If the pills are chased with alcohol, which some people do out of desperation or depression, the results can be even more treacherous, sometimes fatal. According to sleep expert Matthew Edlund, “combining depressants like booze and sleeping pills is a kind of personal roulette.”
But the most critical threat may be to our future selves. According to Jerry Siegel, professor of psychiatry and biobehavioral sciences at UCLA’s Center for Sleep Research, “Evidence continues to accumulate indicating that whereas insomnia does not shorten lifespan if left untreated, the use of sleeping pills does shorten lifespan in both men and women.”
After reviewing the electronic medical records of over 40,000 patients, Kripke and his colleagues were able to identify a correlation between hypnotic sedatives and an almost five times greater risk of death.
Furthermore, they discovered that patients who took at least 132 doses a year had a 35% higher rate of new cancers than those who abstained.
What’s It Like To Use Sleeping Pills?
In an effort to better understand what it’s like to be an actual user of sleeping pills, we spoke with a woman who considers herself dependent on the meds. She kindly shared her experiences with us, but wished to remain anonymous.
My correspondent has been suffering from insomnia since high school. “It’s just completely debilitating, you know? I can’t function like that,” she says.
For the last three-and-a-half years, she has been using the anti-depressant-cum-sleeping-pill trazodone. A few days before our conversation, her doctor had upped her prescription and added Klonopin in response to a recent bout of sleeplessness. Even though she says she took the pill at a normal hour, she reported still feeling fuzzy during our chat, which was shortly before noon.

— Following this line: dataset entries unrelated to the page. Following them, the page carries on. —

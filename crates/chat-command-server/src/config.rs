//! Configuration for the command server.

use anyhow::{Context, Result};
use secrecy::SecretString;
use serde::Deserialize;
use std::time::Duration;

/// Server configuration.
#[derive(Debug, Clone, Deserialize)]
pub struct Config {
    /// Server configuration
    #[serde(default)]
    pub server: ServerConfig,

    /// Recharge plans API configuration
    pub plans: PlansConfig,

    /// Logging configuration
    #[serde(default)]
    pub log: LogConfig,
}

#[derive(Debug, Clone, Deserialize)]
pub struct ServerConfig {
    /// Server listen address
    #[serde(default = "default_listen_addr")]
    pub listen_addr: String,

    /// Server port
    #[serde(default = "default_port")]
    pub port: u16,

    /// Redirect target for `GET /`
    #[serde(default = "default_homepage_url")]
    pub homepage_url: String,
}

#[derive(Debug, Clone, Deserialize)]
pub struct PlansConfig {
    /// API key sent with every lookup
    pub api_key: SecretString,

    /// Lookup endpoint
    #[serde(default = "default_plans_url")]
    pub base_url: String,

    /// Request timeout
    #[serde(default = "default_timeout", with = "humantime_serde")]
    pub timeout: Duration,
}

#[derive(Debug, Clone, Deserialize)]
pub struct LogConfig {
    /// Log level
    #[serde(default = "default_log_level")]
    pub level: String,

    /// Output format
    #[serde(default)]
    pub format: LogFormat,
}

#[derive(Debug, Clone, Copy, Default, PartialEq, Eq, Deserialize)]
#[serde(rename_all = "lowercase")]
pub enum LogFormat {
    #[default]
    Pretty,
    Json,
}

// Default implementations
impl Default for ServerConfig {
    fn default() -> Self {
        Self {
            listen_addr: default_listen_addr(),
            port: default_port(),
            homepage_url: default_homepage_url(),
        }
    }
}

impl Default for LogConfig {
    fn default() -> Self {
        Self {
            level: default_log_level(),
            format: LogFormat::default(),
        }
    }
}

// Default value functions
fn default_listen_addr() -> String {
    "0.0.0.0".into()
}

fn default_port() -> u16 {
    5000
}

fn default_homepage_url() -> String {
    "https://github.com/vishaltelangre/cowboy".into()
}

fn default_plans_url() -> String {
    "http://api.dataweave.in/v1/telecom_data/listByCircle/".into()
}

fn default_timeout() -> Duration {
    Duration::from_secs(10)
}

fn default_log_level() -> String {
    "info".into()
}

impl Config {
    /// Load configuration from environment variables.
    ///
    /// Nested keys use `__` (`PLANS__API_KEY`). A bare `PORT`, as set by most
    /// hosting platforms, overrides `SERVER__PORT`.
    pub fn load() -> Result<Self> {
        // Load .env file if present
        dotenvy::dotenv().ok();

        let builder = config::Config::builder()
            .add_source(
                config::Environment::default()
                    .separator("__")
                    .try_parsing(false),
            )
            .set_override_option("server.port", std::env::var("PORT").ok())
            .context("Failed to apply PORT override")?;

        Self::from_builder(builder)
    }

    /// Build configuration from an assembled set of sources.
    pub fn from_builder(
        builder: config::ConfigBuilder<config::builder::DefaultState>,
    ) -> Result<Self> {
        let config = builder.build().context("Failed to build configuration")?;

        config
            .try_deserialize()
            .context("Failed to deserialize configuration")
    }
}

#[cfg(test)]
mod tests {
    use super::*;
    use secrecy::ExposeSecret;

    fn builder() -> config::ConfigBuilder<config::builder::DefaultState> {
        config::Config::builder()
    }

    #[test]
    fn test_defaults() {
        let config = Config::from_builder(
            builder().set_override("plans.api_key", "secret").unwrap(),
        )
        .unwrap();

        assert_eq!(config.server.listen_addr, "0.0.0.0");
        assert_eq!(config.server.port, 5000);
        assert_eq!(
            config.plans.base_url,
            "http://api.dataweave.in/v1/telecom_data/listByCircle/"
        );
        assert_eq!(config.plans.timeout, Duration::from_secs(10));
        assert_eq!(config.plans.api_key.expose_secret(), "secret");
        assert_eq!(config.log.level, "info");
        assert_eq!(config.log.format, LogFormat::Pretty);
    }

    #[test]
    fn test_overrides() {
        let config = Config::from_builder(
            builder()
                .set_override("plans.api_key", "secret")
                .unwrap()
                .set_override("plans.timeout", "2s 500ms")
                .unwrap()
                .set_override("server.port", "8080")
                .unwrap()
                .set_override("log.format", "json")
                .unwrap(),
        )
        .unwrap();

        assert_eq!(config.plans.timeout, Duration::from_millis(2500));
        assert_eq!(config.server.port, 8080);
        assert_eq!(config.log.format, LogFormat::Json);
    }

    #[test]
    fn test_api_key_required() {
        assert!(Config::from_builder(builder()).is_err());
    }

    #[test]
    fn test_api_key_not_in_debug_output() {
        let config = Config::from_builder(
            builder().set_override("plans.api_key", "hunter2").unwrap(),
        )
        .unwrap();

        assert!(!format!("{:?}", config).contains("hunter2"));
    }
}
//! Chat commands served by the webhook.

mod recharge;

pub use recharge::{render_plans_markup, RechargeQuery, RECHARGE_USAGE};

use crate::error::ServerError;
use crate::format::ResponseFormat;
use async_trait::async_trait;
use axum::response::Response;
use recharge_plans_client::{Plan, PlansError, RechargePlansClient};
use std::fmt;
use std::str::FromStr;

/// Source of recharge plans.
#[cfg_attr(test, mockall::automock)]
#[async_trait]
pub trait PlanSource: Send + Sync {
    async fn find_plans(&self, operator: &str, circle: &str) -> Result<Vec<Plan>, PlansError>;
}

#[async_trait]
impl PlanSource for RechargePlansClient {
    async fn find_plans(&self, operator: &str, circle: &str) -> Result<Vec<Plan>, PlansError> {
        RechargePlansClient::find_plans(self, operator, circle).await
    }
}

/// A command addressable as `POST /<name>.<format>`.
#[derive(Debug, Clone, Copy, PartialEq, Eq)]
pub enum Command {
    Recharge,
}

impl Command {
    pub fn name(&self) -> &'static str {
        match self {
            Command::Recharge => "recharge",
        }
    }

    /// Run the command against its raw text and answer in `format`.
    pub async fn run(self, plans: &dyn PlanSource, format: ResponseFormat, text: &str) -> Response {
        match self {
            Command::Recharge => recharge::handle(plans, format, text).await,
        }
    }
}

impl FromStr for Command {
    type Err = ServerError;

    fn from_str(s: &str) -> Result<Self, Self::Err> {
        match s {
            "recharge" => Ok(Command::Recharge),
            other => Err(ServerError::UnknownCommand(other.to_string())),
        }
    }
}

impl fmt::Display for Command {
    fn fmt(&self, f: &mut fmt::Formatter<'_>) -> fmt::Result {
        f.write_str(self.name())
    }
}

#[cfg(test)]
mod tests {
    use super::*;

    #[test]
    fn test_command_lookup() {
        assert_eq!("recharge".parse::<Command>().unwrap(), Command::Recharge);
        assert!(matches!(
            "movie".parse::<Command>(),
            Err(ServerError::UnknownCommand(name)) if name == "movie"
        ));
    }
}
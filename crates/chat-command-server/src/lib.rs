//! Chat command webhook server.
//!
//! Answers chat-platform slash commands posted as `POST /<command>.<format>`:
//! - parses the free-text `text` field into positional arguments
//! - looks the request up in a third-party data API
//! - renders the result as indented JSON or as chat markup

pub mod api;
pub mod args;
pub mod commands;
pub mod config;
pub mod error;
pub mod format;
pub mod render;
pub mod responses;

pub use config::Config;
pub use error::ServerError;
pub use format::ResponseFormat;
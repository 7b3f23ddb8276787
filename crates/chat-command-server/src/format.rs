//! Response formats a command can be asked for.

use std::fmt;
use std::str::FromStr;

/// Requested rendering of a command's result.
#[derive(Debug, Clone, Copy, PartialEq, Eq)]
pub enum ResponseFormat {
    /// Indented JSON array of records.
    Json,
    /// Chat markup with `*bold*` labels.
    Slack,
}

/// A format suffix that isn't one of [`ResponseFormat`].
#[derive(Debug, Clone, PartialEq, Eq)]
pub struct UnsupportedFormat(pub String);

impl FromStr for ResponseFormat {
    type Err = UnsupportedFormat;

    fn from_str(s: &str) -> Result<Self, Self::Err> {
        match s {
            "json" => Ok(ResponseFormat::Json),
            "slack" => Ok(ResponseFormat::Slack),
            other => Err(UnsupportedFormat(other.to_string())),
        }
    }
}

impl fmt::Display for ResponseFormat {
    fn fmt(&self, f: &mut fmt::Formatter<'_>) -> fmt::Result {
        match self {
            ResponseFormat::Json => f.write_str("json"),
            ResponseFormat::Slack => f.write_str("slack"),
        }
    }
}
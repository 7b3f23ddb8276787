//! Wire types for the recharge plans API.

use serde::{Deserialize, Deserializer, Serialize};

/// Status code the API reports for a successful lookup.
pub const STATUS_OK: i64 = 200;

/// A single recharge plan.
///
/// Every field is optional upstream. A missing key or `null` decodes to an
/// empty string, and empty fields are left out when the plan is serialized.
#[derive(Debug, Clone, Default, PartialEq, Eq, Serialize, Deserialize)]
pub struct Plan {
    #[serde(
        rename = "recharge_value",
        default,
        deserialize_with = "null_as_empty",
        skip_serializing_if = "String::is_empty"
    )]
    pub value: String,

    #[serde(
        rename = "recharge_talktime",
        default,
        deserialize_with = "null_as_empty",
        skip_serializing_if = "String::is_empty"
    )]
    pub talktime: String,

    #[serde(
        rename = "recharge_validity",
        default,
        deserialize_with = "null_as_empty",
        skip_serializing_if = "String::is_empty"
    )]
    pub validity: String,

    #[serde(
        rename = "recharge_short_description",
        default,
        deserialize_with = "null_as_empty",
        skip_serializing_if = "String::is_empty"
    )]
    pub short_description: String,

    #[serde(
        rename = "recharge_description",
        default,
        deserialize_with = "null_as_empty",
        skip_serializing_if = "String::is_empty"
    )]
    pub description: String,

    #[serde(
        rename = "recharge_description_more",
        default,
        deserialize_with = "null_as_empty",
        skip_serializing_if = "String::is_empty"
    )]
    pub description_more: String,

    #[serde(
        rename = "product_type",
        default,
        deserialize_with = "null_as_empty",
        skip_serializing_if = "String::is_empty"
    )]
    pub product_type: String,

    #[serde(
        rename = "circle_master",
        default,
        deserialize_with = "null_as_empty",
        skip_serializing_if = "String::is_empty"
    )]
    pub circle: String,

    #[serde(
        rename = "operator_master",
        default,
        deserialize_with = "null_as_empty",
        skip_serializing_if = "String::is_empty"
    )]
    pub operator: String,

    /// Plan category, e.g. "Topup" or "3G".
    #[serde(
        rename = "recharge_master",
        default,
        deserialize_with = "null_as_empty",
        skip_serializing_if = "String::is_empty"
    )]
    pub category: String,

    #[serde(
        rename = "is_prepaid",
        default,
        deserialize_with = "null_as_empty",
        skip_serializing_if = "String::is_empty"
    )]
    pub is_prepaid: String,
}

/// Response envelope wrapping every API reply.
#[derive(Debug, Clone, Deserialize)]
pub struct PlansEnvelope {
    pub status_code: i64,

    #[serde(default, deserialize_with = "null_as_empty")]
    pub status_text: String,

    #[serde(default, deserialize_with = "null_as_empty_list")]
    pub data: Vec<Plan>,
}

impl PlansEnvelope {
    pub fn is_success(&self) -> bool {
        self.status_code == STATUS_OK
    }
}

fn null_as_empty<'de, D>(deserializer: D) -> Result<String, D::Error>
where
    D: Deserializer<'de>,
{
    Ok(Option::<String>::deserialize(deserializer)?.unwrap_or_default())
}

fn null_as_empty_list<'de, D>(deserializer: D) -> Result<Vec<Plan>, D::Error>
where
    D: Deserializer<'de>,
{
    Ok(Option::<Vec<Plan>>::deserialize(deserializer)?.unwrap_or_default())
}
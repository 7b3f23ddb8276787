//! Positional argument parsing for command text.

use thiserror::Error;

#[derive(Debug, Error, PartialEq, Eq)]
pub enum ArgsError {
    #[error("Expected {expected} arguments ({usage}), got {found}")]
    Shortfall {
        expected: usize,
        found: usize,
        usage: &'static str,
    },
}

/// Split command text on single spaces, dropping empty fragments.
///
/// Performs no validation; callers decide how many tokens they need.
pub fn parse(raw: &str) -> Vec<String> {
    raw.split(' ')
        .filter(|token| !token.is_empty())
        .map(str::to_owned)
        .collect()
}

/// Take exactly `N` leading tokens from `raw`, ignoring any extras.
pub fn take_positional<const N: usize>(
    raw: &str,
    usage: &'static str,
) -> Result<[String; N], ArgsError> {
    let tokens = parse(raw);
    let found = tokens.len();

    let leading: Vec<String> = tokens.into_iter().take(N).collect();
    leading.try_into().map_err(|_| ArgsError::Shortfall {
        expected: N,
        found,
        usage,
    })
}
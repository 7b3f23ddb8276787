//! Request middleware.

use axum::{extract::Request, middleware::Next, response::Response};
use std::time::Instant;
use tracing::{debug, info_span, warn, Instrument};

/// Log each request with its outcome and duration.
///
/// Runs the request inside a span keyed by its path, so lookup logs for
/// `/recharge.json` carry the invocation that triggered them.
pub async fn logging_middleware(request: Request, next: Next) -> Response {
    let method = request.method().clone();
    let invocation = request.uri().path().trim_start_matches('/').to_owned();
    let span = info_span!("request", %method, invocation = %invocation);

    async move {
        let start = Instant::now();
        debug!("Request started");

        let response = next.run(request).await;
        let elapsed_ms = start.elapsed().as_millis() as u64;
        let status = response.status();

        match status.as_u16() {
            200..=399 => debug!(%status, elapsed_ms, "Request completed"),
            400..=499 => warn!(%status, elapsed_ms, "Request rejected"),
            _ => warn!(%status, elapsed_ms, "Request failed"),
        }

        response
    }
    .instrument(span)
    .await
}
//! HTTP request handlers.

use super::types::{CommandForm, HealthResponse};
use super::AppState;
use crate::commands::Command;
use crate::error::ServerError;
use crate::format::ResponseFormat;
use axum::{
    extract::{rejection::FormRejection, Path, State},
    http::{header, StatusCode},
    response::{IntoResponse, Response},
    Form, Json,
};
use tracing::{debug, info};

/// Health check endpoint.
pub async fn health() -> Json<HealthResponse> {
    Json(HealthResponse {
        status: "ok".to_string(),
    })
}

/// `301 Moved Permanently` to the project homepage.
pub async fn homepage(State(state): State<AppState>) -> Response {
    (
        StatusCode::MOVED_PERMANENTLY,
        [(header::LOCATION, state.homepage_url.as_ref())],
    )
        .into_response()
}

/// Split `recharge.json` into a command and a format.
///
/// Resolved before the form is used, so an unsupported format is refused
/// whatever the body holds.
pub fn resolve_invocation(invocation: &str) -> Result<(Command, ResponseFormat), ServerError> {
    let (name, format) = invocation
        .rsplit_once('.')
        .ok_or_else(|| ServerError::UnknownCommand(invocation.to_string()))?;

    let command = name.parse::<Command>()?;
    let format = format.parse::<ResponseFormat>()?;
    Ok((command, format))
}

/// Run a chat command: `POST /<command>.<format>` with a `text` form field.
pub async fn run_command(
    State(state): State<AppState>,
    Path(invocation): Path<String>,
    form: Result<Form<CommandForm>, FormRejection>,
) -> Result<Response, ServerError> {
    let (command, format) = resolve_invocation(&invocation)?;

    let CommandForm { text } = match form {
        Ok(Form(form)) => form,
        Err(rejection) => {
            debug!(error = %rejection, "Unreadable command form, treating text as empty");
            CommandForm::default()
        }
    };

    info!(%command, %format, "Running command");
    Ok(command.run(state.plans.as_ref(), format, &text).await)
}

#[cfg(test)]
mod tests {
    use super::*;

    #[test]
    fn test_resolve_invocation() {
        let (command, format) = resolve_invocation("recharge.slack").unwrap();
        assert_eq!(command, Command::Recharge);
        assert_eq!(format, ResponseFormat::Slack);
    }

    #[test]
    fn test_resolve_unknown_command() {
        assert!(matches!(
            resolve_invocation("excuse.json"),
            Err(ServerError::UnknownCommand(_))
        ));
        assert!(matches!(
            resolve_invocation("recharge"),
            Err(ServerError::UnknownCommand(_))
        ));
    }

    #[test]
    fn test_resolve_unsupported_format() {
        assert!(matches!(
            resolve_invocation("recharge.xml"),
            Err(ServerError::UnsupportedFormat(f)) if f == "xml"
        ));
    }
}
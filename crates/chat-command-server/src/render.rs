//! Rendering of command results.
//!
//! Both renderers are stateless: the markup "template" is a block writer
//! supplied by each command, applied once per record.

use serde::Serialize;
use std::fmt;
use thiserror::Error;

#[derive(Debug, Error)]
pub enum RenderError {
    #[error("Failed to serialize records: {0}")]
    Serialize(#[from] serde_json::Error),

    #[error("Markup template failed on record {index}")]
    Template { index: usize },
}

/// Serialize records as an indented JSON array.
pub fn render_structured<T: Serialize>(records: &[T]) -> Result<Vec<u8>, RenderError> {
    Ok(serde_json::to_vec_pretty(records)?)
}

/// Apply `write_block` to every record in order, separating blocks with a
/// blank line. No records renders as an empty string.
pub fn render_markup<T, F>(records: &[T], write_block: F) -> Result<String, RenderError>
where
    F: Fn(&mut String, &T) -> fmt::Result,
{
    let mut out = String::new();

    for (index, record) in records.iter().enumerate() {
        if index > 0 {
            out.push('\n');
        }
        write_block(&mut out, record).map_err(|_| RenderError::Template { index })?;
    }

    Ok(out)
}
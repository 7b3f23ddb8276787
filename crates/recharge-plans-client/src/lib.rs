//! Client for the telecom recharge plans lookup API.

mod client;
mod error;
mod types;

pub use client::RechargePlansClient;
pub use error::PlansError;
pub use types::*;
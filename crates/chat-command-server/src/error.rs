//! Error types for the command server.

use crate::format::UnsupportedFormat;
use axum::http::StatusCode;
use axum::response::{IntoResponse, Response};
use axum::Json;
use serde::Serialize;
use thiserror::Error;

/// Errors raised before a command gets to run.
///
/// Failures inside a command are answered in the requested format by the
/// command itself; these are the ones that don't depend on it.
#[derive(Debug, Error)]
pub enum ServerError {
    #[error("Unknown command: {0}")]
    UnknownCommand(String),

    #[error("Unsupported response format: {0}")]
    UnsupportedFormat(String),
}

/// Error response body.
#[derive(Debug, Serialize)]
pub struct ErrorResponse {
    pub error: String,
    pub code: String,
}

impl IntoResponse for ServerError {
    fn into_response(self) -> Response {
        match &self {
            ServerError::UnknownCommand(_) => {
                let body = ErrorResponse {
                    error: self.to_string(),
                    code: "UNKNOWN_COMMAND".to_string(),
                };
                (StatusCode::NOT_FOUND, Json(body)).into_response()
            }
            // Unsupported formats get no body at all.
            ServerError::UnsupportedFormat(_) => StatusCode::UNSUPPORTED_MEDIA_TYPE.into_response(),
        }
    }
}

impl From<UnsupportedFormat> for ServerError {
    fn from(e: UnsupportedFormat) -> Self {
        ServerError::UnsupportedFormat(e.0)
    }
}
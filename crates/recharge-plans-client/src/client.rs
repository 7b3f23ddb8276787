//! Recharge plans HTTP client.

use crate::error::PlansError;
use crate::types::{Plan, PlansEnvelope};
use reqwest::Client;
use secrecy::{ExposeSecret, SecretString};
use std::time::Duration;
use tracing::{debug, instrument, warn};
use urlencoding::encode;

/// Client for the telecom recharge plans API.
///
/// The API key is stored using `SecretString` so it never ends up in logs or
/// debug output.
#[derive(Clone)]
pub struct RechargePlansClient {
    client: Client,
    base_url: String,
    api_key: SecretString,
}

impl RechargePlansClient {
    /// Create a new client.
    ///
    /// `timeout` bounds each lookup; an elapsed timeout surfaces as
    /// [`PlansError::Http`].
    pub fn new(
        api_key: impl Into<String>,
        base_url: impl Into<String>,
        timeout: Duration,
    ) -> Result<Self, PlansError> {
        let client = Client::builder()
            .timeout(timeout)
            .build()
            .map_err(PlansError::Http)?;

        Ok(Self {
            client,
            base_url: base_url.into(),
            api_key: SecretString::new(api_key.into()),
        })
    }

    /// Get the configured base URL.
    pub fn base_url(&self) -> &str {
        &self.base_url
    }

    /// Build the lookup URL for an operator and circle.
    fn plans_url(&self, operator: &str, circle: &str) -> String {
        let base = self.base_url.trim_end_matches(['?', '&']);
        let separator = if base.contains('?') { '&' } else { '?' };

        format!(
            "{}{}api_key={}&operator={}&circle={}",
            base,
            separator,
            encode(self.api_key.expose_secret()),
            encode(operator),
            encode(circle)
        )
    }

    /// Fetch the plans an operator offers in a circle.
    ///
    /// The body is decoded as an envelope whatever the HTTP status; the
    /// envelope's own status code decides success. No retries.
    #[instrument(skip(self))]
    pub async fn find_plans(&self, operator: &str, circle: &str) -> Result<Vec<Plan>, PlansError> {
        let url = self.plans_url(operator, circle);

        // The URL carries the API key; keep it out of error messages.
        let response = self
            .client
            .get(&url)
            .send()
            .await
            .map_err(|e| PlansError::Http(e.without_url()))?;
        let http_status = response.status();
        let body = response
            .bytes()
            .await
            .map_err(|e| PlansError::Http(e.without_url()))?;

        debug!(status = %http_status, bytes = body.len(), "Received plans response");

        let envelope: PlansEnvelope = serde_json::from_slice(&body)?;

        if !envelope.is_success() {
            warn!(
                status = envelope.status_code,
                message = %envelope.status_text,
                "Plans API reported failure"
            );
            return Err(PlansError::Upstream {
                status: envelope.status_code,
                message: envelope.status_text,
            });
        }

        debug!(count = envelope.data.len(), "Plans found");
        Ok(envelope.data)
    }
}
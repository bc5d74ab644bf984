//! Traffic estimator service client.
//!
//! [`TrafficEstimator`] is the seam between the report engine and the network; the engine only ever
//! sees a selector going out and a [`TrafficEstimatorResult`] coming back. [`ReqwestTrafficEstimator`]
//! is the production implementation.

use async_trait::async_trait;
use reqwest::{Client, StatusCode};
use serde_json::Value;
use tracing::{debug, instrument};
use url::Url;

use crate::config::ApiConfig;
use crate::errors::{ApiErrorEntry, ApiFault, Error, Result};
use crate::estimate::{TrafficEstimatorResult, TrafficEstimatorSelector};

/// A trait for requesting keyword traffic estimates.
///
/// One call is one blocking request/response exchange. Implementations must return keyword estimates in
/// the order the selector listed the keywords.
#[async_trait]
pub trait TrafficEstimator {
    async fn estimate(&self, selector: &TrafficEstimatorSelector) -> Result<TrafficEstimatorResult>;
}

/// The concrete implementation of `TrafficEstimator`, posting JSON selectors with `reqwest`.
pub struct ReqwestTrafficEstimator {
    client: Client,
    url: Url,
    access_token: String,
    developer_token: Option<String>,
    client_customer_id: Option<String>,
}

impl ReqwestTrafficEstimator {
    /// Build a client for the configured endpoint and API version.
    ///
    /// Fails with [`Error::Authorization`] when no access token is configured, so a run without
    /// credentials stops before any request is attempted.
    pub fn new(config: &ApiConfig) -> Result<Self> {
        let access_token = config.access_token.clone().ok_or_else(|| Error::Authorization {
            message: "no OAuth2 access token configured".to_string(),
        })?;

        let client = Client::builder().timeout(config.request_timeout).build()?;
        let url = service_url(&config.endpoint, &config.version)?;

        Ok(Self {
            client,
            url,
            access_token,
            developer_token: config.developer_token.clone(),
            client_customer_id: config.client_customer_id.clone(),
        })
    }
}

/// Makes sure a url has a trailing slash, so `join` appends instead of replacing the last segment.
fn ensure_slash(url: &Url) -> Url {
    if url.path().ends_with('/') {
        url.clone()
    } else {
        let mut new_url = url.clone();
        let mut path = new_url.path().to_string();
        path.push('/');
        new_url.set_path(&path);
        new_url
    }
}

/// `{endpoint}/api/adwords/o/{version}/TrafficEstimatorService`
fn service_url(endpoint: &Url, version: &str) -> Result<Url> {
    ensure_slash(endpoint)
        .join(&format!("api/adwords/o/{}/TrafficEstimatorService", version.trim()))
        .map_err(|e| Error::Config {
            message: format!("cannot build service URL from {endpoint}: {e}"),
        })
}

/// Parse an application-level fault body.
///
/// Returns `None` when the body is not JSON or carries neither a message nor an error list.
fn parse_api_fault(body: &str) -> Option<ApiFault> {
    let value: Value = serde_json::from_str(body).ok()?;
    let object = value.as_object()?;

    let message = object.get("message").and_then(Value::as_str).map(str::to_string);
    let errors = object.get("errors").and_then(Value::as_array);
    if message.is_none() && errors.is_none() {
        return None;
    }

    let errors = errors
        .map(|entries| {
            entries
                .iter()
                .map(|entry| ApiErrorEntry {
                    fields: match entry {
                        Value::Object(fields) => fields
                            .iter()
                            .map(|(field, value)| (field.clone(), render_value(value)))
                            .collect(),
                        other => vec![("error".to_string(), render_value(other))],
                    },
                })
                .collect()
        })
        .unwrap_or_default();

    Some(ApiFault {
        message: message.unwrap_or_default(),
        errors,
    })
}

fn render_value(value: &Value) -> String {
    match value {
        Value::String(s) => s.clone(),
        Value::Null => String::new(),
        other => other.to_string(),
    }
}

#[async_trait]
impl TrafficEstimator for ReqwestTrafficEstimator {
    #[instrument(skip_all, fields(url = %self.url))]
    async fn estimate(&self, selector: &TrafficEstimatorSelector) -> Result<TrafficEstimatorResult> {
        let mut request = self.client.post(self.url.clone()).bearer_auth(&self.access_token).json(selector);

        if let Some(developer_token) = &self.developer_token {
            request = request.header("developerToken", developer_token);
        }
        if let Some(client_customer_id) = &self.client_customer_id {
            request = request.header("clientCustomerId", client_customer_id);
        }

        let response = request.send().await.map_err(|e| {
            tracing::error!(error = %e, "Traffic estimator request failed");
            e
        })?;

        let status = response.status();
        let body = response.text().await?;
        debug!(status = status.as_u16(), response_len = body.len(), "Traffic estimator responded");

        if status == StatusCode::UNAUTHORIZED || status == StatusCode::FORBIDDEN {
            return Err(Error::Authorization {
                message: format!("{status} {body}").trim().to_string(),
            });
        }

        if !status.is_success() {
            return Err(match parse_api_fault(&body) {
                Some(fault) => Error::Api(fault),
                None => Error::HttpStatus {
                    status: status.as_u16(),
                    body,
                },
            });
        }

        match serde_json::from_str::<TrafficEstimatorResult>(&body) {
            Ok(parsed) => Ok(parsed),
            Err(e) => {
                tracing::error!("Failed to parse traffic estimator response as JSON. Error: {}", e);
                tracing::debug!("Response body was: {}", body);
                Err(Error::Other(anyhow::anyhow!("error decoding response body: {}", e)))
            }
        }
    }
}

“I’m drinking coffee,” she said. “I’m still so groggy and out of it.”
She admitted that she had been able to sleep better since the prescription increase, but her daytime experiences anecdotally confirmed the warnings of diminished functioning.
“Which is better?” she asked. “Do I just suck it up on three hours of sleep and then go to work? Or do I take this trazodone and Klonopin and then know I’m going to be knocked out, but it’s going to be hell to get myself out of bed?”
According to the experts, the answer should be neither. “I can’t stress enough how important sleep habits are,” Bazil insisted. “Regular exercise, yoga, meditation, or other relaxation techniques can help your body deal with stress and help convince your brain that it’s okay to sleep. In the long run, that’s what helps.”
Whatever side you come down on, it is clear sleeping pills are still shrouded in a network of misunderstanding and mystery. The only way to move forward is to reexamine both our pill consumption and our relationship to sleep in order to better understand the roles and risks of each. Sleeping pills aren’t unanimously detrimental, but in our overly medicated culture, it wouldn’t be a terrible idea to get a better grasp on the substances we put in our bodies.